Con la imposición de la ceniza, la Iglesia Católica inició este miércoles el tiempo de Cuaresma, considerado de preparación para la pasión, muerte y resurrección de Jesucristo que se conmemora durante la Semana Santa.
La Catedral de Morelia fue escenario de la ceremonia eucarística en la que se realizó la bendición de la ceniza, obtenida de la incineración de las palmas o ramos que se llevaron a bendecir el año anterior.

En su homilía, el presbítero recordó que la Cuaresma debe considerarse un camino de arrepentimiento y conversión, pero en especial este recibir la ceniza debe ser un recordatorio de “la fugacidad” de la existencia humana, resumido con la frase “recuerda que eres polvo y al polvo vas a volver”.
“Nuestra vida es fugaz, nuestra vida es pasajera, nuestra vida es breve, y tomar conciencia de eso nos ayuda a poner nuestra mente, nuestra mirada, en ese más allá, en la eternidad en donde Dios nos aguarda, nos espera. Pero también este símbolo de la ceniza, nos ayuda a tomar conciencia de nuestra condición de seres pecadores, necesitados de conversión, de perdón, por eso el nombre que le damos a este día, comienzo de este camino, de estos 40 días de arrepentimiento y de conversión”.
El sacerdote explicó que recibir la ceniza significa tener disposición para realizar oración y ayuno, como elementos indispensables para “entrar en este camino de arrepentimiento y de conversión.”

Hombres y mujeres de todas las edades acudieron para recibir la ceniza, al reconocer que desde niños sus padres y abuelos les inculcaron la importancia del amor al prójimo y del perdón.
Baldomero Santoyo Bedolla, afirmó que al recibir la ceniza es consciente de que con la muerte “se volverá nada como la ceniza” y procura mejorar su comportamiento.
“Cuando se vaya uno por allá a descansar, que se va a volver uno nada como la ceniza y así va a pasar de un rato para otro. (…). Tiene que portarse uno bien, lo que más se pueda”.
Adrián Rodríguez, consideró que la Cuaresma “es tiempo de conversión” y lo hace recordar que es mortal, por lo que llamó a dar importancia a las necesidades del resto de las personas, no solo a las propias.

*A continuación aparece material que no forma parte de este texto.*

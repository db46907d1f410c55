//! In-memory corpus for testing.

use crate::book::BookId;
use crate::error::{Error, ErrorKind, Result};
use crate::loader::{Corpus, CorpusHandle, CorpusLoader, VerseStream};
use crate::models::{Chapter, CorpusInfo, Verse, VerseRecord};
use async_stream::stream;
use async_trait::async_trait;
use std::sync::Arc;
use std::sync::atomic::{AtomicBool, AtomicUsize, Ordering};
use tokio::sync::{RwLock, RwLockWriteGuard};

#[derive(Default)]
struct MockState {
    rows: RwLock<Vec<VerseRecord>>,
    opens: AtomicUsize,
    closes: AtomicUsize,
    chapter_reads: AtomicUsize,
    row_scans: AtomicUsize,
    missing: AtomicBool,
    corrupt: AtomicBool,
    failing_reads: AtomicUsize,
    corrupt_reads: AtomicUsize,
    read_gate: RwLock<()>,
}

/// In-memory corpus loader for testing.
///
/// Every handle it opens shares the same rows and counters, so tests can spy
/// on how often the storage layer is actually hit, and inject faults to drive
/// error paths (missing asset, corruption, transient I/O failures).
///
/// # Examples
///
/// ```ignore
/// use scripture_corpus::{BookId, Corpus, CorpusLoader, MockLoader};
///
/// # #[tokio::main(flavor = "current_thread")]
/// # async fn main() -> Result<(), Box<dyn std::error::Error>> {
/// let loader = MockLoader::with_rows([
///     ("genesis", 1, 1, "In the beginning God created the heaven and the earth."),
/// ]);
/// let corpus = loader.open().await?;
/// let chapter = corpus.read_chapter(BookId::parse("genesis").unwrap(), 1).await?;
/// assert_eq!(chapter.len(), 1);
/// assert_eq!(loader.chapter_reads(), 1);
/// # Ok(())
/// # }
/// ```
#[derive(Clone, Default)]
pub struct MockLoader {
    state: Arc<MockState>,
}

impl MockLoader {
    /// Create a mock loader pre-populated with `(book, chapter, verse, text)` rows.
    ///
    /// Panics if a book name does not resolve. If test setup is wrong, then
    /// the test should not pass.
    pub fn with_rows<B, T>(rows: impl IntoIterator<Item = (B, u32, u32, T)>) -> Self
    where
        B: AsRef<str>,
        T: Into<String>,
    {
        let loader = Self::default();
        loader.replace_rows(rows);
        loader
    }

    /// Swap the stored rows, e.g. to simulate an updated asset before a reset.
    pub fn replace_rows<B, T>(&self, rows: impl IntoIterator<Item = (B, u32, u32, T)>)
    where
        B: AsRef<str>,
        T: Into<String>,
    {
        let records = rows
            .into_iter()
            .map(|(book, chapter, number, text)| {
                let Some(id) = BookId::parse(book.as_ref()) else {
                    // The panic here is DELIBERATE. MockLoader is intended to be
                    // used in tests; panics are expected. There is no error result.
                    panic!("MockLoader::with_rows: unknown book {}", book.as_ref());
                };
                VerseRecord { book: id, chapter, verse: Verse::new(number, text) }
            })
            .collect();
        // Only contended when a test races itself; never held across awaits.
        match self.state.rows.try_write() {
            Ok(mut guard) => *guard = records,
            Err(_) => panic!("MockLoader::replace_rows: rows are locked"),
        }
    }

    /// Make subsequent opens fail as if the asset were missing.
    pub fn set_missing(&self, missing: bool) {
        self.state.missing.store(missing, Ordering::SeqCst);
    }

    /// Make subsequent opens and reads fail structural validation.
    pub fn set_corrupt(&self, corrupt: bool) {
        self.state.corrupt.store(corrupt, Ordering::SeqCst);
    }

    /// Fail the next `count` chapter reads with a transient I/O error.
    pub fn fail_next_reads(&self, count: usize) {
        self.state.failing_reads.store(count, Ordering::SeqCst);
    }

    /// Fail the next `count` chapter reads as if the data were corrupt,
    /// without affecting opens.
    pub fn corrupt_next_reads(&self, count: usize) {
        self.state.corrupt_reads.store(count, Ordering::SeqCst);
    }

    /// Hold every chapter read, after its rows were fetched, until the
    /// returned guard is dropped.
    pub async fn hold_reads(&self) -> RwLockWriteGuard<'_, ()> {
        self.state.read_gate.write().await
    }

    /// Number of times [`open`](CorpusLoader::open) was called.
    pub fn opens(&self) -> usize {
        self.state.opens.load(Ordering::SeqCst)
    }

    /// Number of handles that were closed (repeat closes are not counted).
    pub fn closes(&self) -> usize {
        self.state.closes.load(Ordering::SeqCst)
    }

    /// Number of [`read_chapter`](Corpus::read_chapter) calls across all handles.
    pub fn chapter_reads(&self) -> usize {
        self.state.chapter_reads.load(Ordering::SeqCst)
    }

    /// Number of [`verse_rows`](Corpus::verse_rows) scans across all handles.
    pub fn row_scans(&self) -> usize {
        self.state.row_scans.load(Ordering::SeqCst)
    }
}

#[async_trait]
impl CorpusLoader for MockLoader {
    fn name(&self) -> &str {
        "mock"
    }

    async fn open(&self) -> Result<CorpusHandle> {
        self.state.opens.fetch_add(1, Ordering::SeqCst);
        // Give concurrent callers a chance to observe the open in flight.
        tokio::task::yield_now().await;
        if self.state.missing.load(Ordering::SeqCst) {
            exn::bail!(ErrorKind::Unavailable("mock".into()));
        }
        if self.state.corrupt.load(Ordering::SeqCst) {
            exn::bail!(ErrorKind::Corrupt("mock corruption"));
        }
        Ok(Arc::new(MockCorpus {
            state: Arc::clone(&self.state),
            info: CorpusInfo { translation: Some("MOCK".to_string()), schema_version: crate::SCHEMA_VERSION },
            closed: AtomicBool::new(false),
        }))
    }
}

/// Decrement a fault counter, returning whether a fault was pending.
fn take_one(counter: &AtomicUsize) -> bool {
    counter.fetch_update(Ordering::SeqCst, Ordering::SeqCst, |n| n.checked_sub(1)).is_ok()
}

struct MockCorpus {
    state: Arc<MockState>,
    info: CorpusInfo,
    closed: AtomicBool,
}

#[async_trait]
impl Corpus for MockCorpus {
    fn info(&self) -> &CorpusInfo {
        &self.info
    }

    async fn read_chapter(&self, book: BookId, chapter: u32) -> Result<Chapter> {
        if self.is_closed() {
            exn::bail!(ErrorKind::Closed);
        }
        self.state.chapter_reads.fetch_add(1, Ordering::SeqCst);
        if take_one(&self.state.failing_reads) {
            exn::bail!(ErrorKind::Io);
        }
        if take_one(&self.state.corrupt_reads) || self.state.corrupt.load(Ordering::SeqCst) {
            exn::bail!(ErrorKind::Corrupt("mock corruption"));
        }
        let verses: Vec<Verse> = self
            .state
            .rows
            .read()
            .await
            .iter()
            .filter(|record| record.book == book && record.chapter == chapter)
            .map(|record| record.verse.clone())
            .collect();
        if verses.is_empty() {
            exn::bail!(ErrorKind::ChapterNotFound(book, chapter));
        }
        drop(self.state.read_gate.read().await);
        Chapter::new(book, chapter, verses)
    }

    fn verse_rows(&self) -> VerseStream<'_> {
        Box::pin(stream! {
            if self.is_closed() {
                yield Err(Error::from(ErrorKind::Closed));
                return;
            }
            self.state.row_scans.fetch_add(1, Ordering::SeqCst);
            if self.state.corrupt.load(Ordering::SeqCst) {
                yield Err(Error::from(ErrorKind::Corrupt("mock corruption")));
                return;
            }
            // Snapshot under the read lock, then drop it before yielding.
            let rows = self.state.rows.read().await.clone();
            for record in rows {
                yield Ok(record);
            }
        })
    }

    async fn close(&self) {
        if !self.closed.swap(true, Ordering::SeqCst) {
            self.state.closes.fetch_add(1, Ordering::SeqCst);
        }
    }

    fn is_closed(&self) -> bool {
        self.closed.load(Ordering::SeqCst)
    }
}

“Para mí es un tiempo con el que empezamos la Cuaresma, tiempo de conversión y me hace consciente de que me voy a morir y que después de esto sigue algo que tengo que esperar”.
Para María Elena Alonso acudir a tomar la ceniza es una costumbre arraigada desde sus bisabuelos, que ahora inculca a sus hijos, por su importancia.
“Es una invitación a que volvamos los ojos a Dios, esperándonos, que polvo somos y en polvo nos vamos a convertir, entonces a portarnos bien, por muy difícil que se nos haga, tenemos que hacerlo”.
De acuerdo a la Iglesia Católica, la Cuaresma termina el Jueves Santo por la tarde, cuando se realiza la misa de la Cena del Señor, que recuerda la reflexión que hizo Jesucristo antes de ser aprendido, para luego morir crucificado y finalmente resucitar en el primer minuto del domingo.